The complaint about how the Virtual Boy gives you headaches, migraines, and causes eye strain can be solved by two things: using the automatic pause feature that is available to turn on at the start of each game that pauses the game every 15-20 minutes to give your eyes a break. The other way is to play the games in the dark so when you remove your eyes from the system you won’t be blinded by bright lights.

Since each eye sees two images, the 3D is actually done rather well, on par with the 3DS if not better; although the 3D quality varies between games. Also for a console that only has 22 games total, most of them are very enjoyable to play. One that I was surprised to find out was great was Red Alarm, a Starfox (or Starwing for European gamers) type space shooter. The games look very sharp when you view them in person. Watching people play the games on Youtube doesn’t show off how great the games look.
Many games were planned for the Virtual Boy, one of them being Donkey Kong Country 2 which would’ve probably looked like a slightly better version of Donkey Kong Land II on the Game Boy. Other unreleased games VB Mario Land, Goldeneye, and Zero Racers (a sequel to F-Zero), along with many others.

You may be wondering why on earth Nintendo went with red and black rather than full color for the VB. Well back in the mid 90’s LEDs weren’t cheap to produce and they were very power consuming so Nintendo found the cheapest and lest energy consuming and that was the red LEDs. Also they tested other LED colors available and the reds were the brightest too.

Graphically the Virtual Boy has a 32-bit processor which allowed graphics to larger, more detailed, and better animated that its predecessor, the Game Boy while still being restricted to only 4 shades of one color. Cartridges are slightly larger than the Game Boy’s too.

Like I mentioned earlier, the games looked very crisp and sharp.
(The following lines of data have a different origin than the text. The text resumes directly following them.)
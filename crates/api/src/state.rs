use std::sync::Arc;

use storynest_core::ports::ObjectStore;
use storynest_pipeline::StoryPipeline;

use crate::config::ServerConfig;

/// Shared application state available to all Axum handlers via `State<AppState>`.
///
/// This is cheaply cloneable (inner data is behind `Arc` or is already `Clone`).
#[derive(Clone)]
pub struct AppState {
    /// Database connection pool.
    pub pool: storynest_db::DbPool,
    /// Server configuration (JWT secret, timeouts, CORS).
    pub config: Arc<ServerConfig>,
    /// Story-generation pipeline; `None` when the text-generation service
    /// key is not configured, in which case generation requests answer 500.
    pub story: Option<Arc<StoryPipeline>>,
    /// Object store for custom-illustration uploads; `None` when storage is
    /// not configured.
    pub media_store: Option<Arc<dyn ObjectStore>>,
}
Once the game screen was adjusted to you eye’s needs you can see everything clearly like it’s in HD. The Virtual Boy also has an excellent sound system that has 16-bit stereo.

The controller is very nice to hold. It feels nice in your hands and if you love the Gamecube controller you will love this one as well. The controller has a total of 8 buttons: 2 D-Pads which provided movement in 3D environments before the control stick, START, SELECT, A, B, and 2 L & R action buttons on the back which feel nice for Red Alarm when you shoot things. Something interesting to note about the design of the controller is that the power isn’t from the console, but from the controller which takes either 6 AA batteries or an AC adapter. The battery life I’ve heard is longer than the Game Gear’s. Also the controller’s symmetrical design I’d imagine would be handy for people who are left handed.

In its 7-8 months on the market the Virtual Boy only sold 770,000 units so these things aren’t super cheap, especially if you want all the parts. However I would highly recommend you at least trying one out for yourself since I found it to be far better than what I was expecting and what critics said about it. Besides the system’s design the Virtual Boy really isn’t that bad. The games are great for the most part and the graphics and sound are stellar as well. I hope to see Virtual Boy games on the Nintendo eShop in the future, bit I won’t keep my fingers crossed.

Overall Rating: 7.5/10
7-Good: 7s are very fun that has solid appeal. It has obvious issues that stick out, but can still be enjoyable by anyone.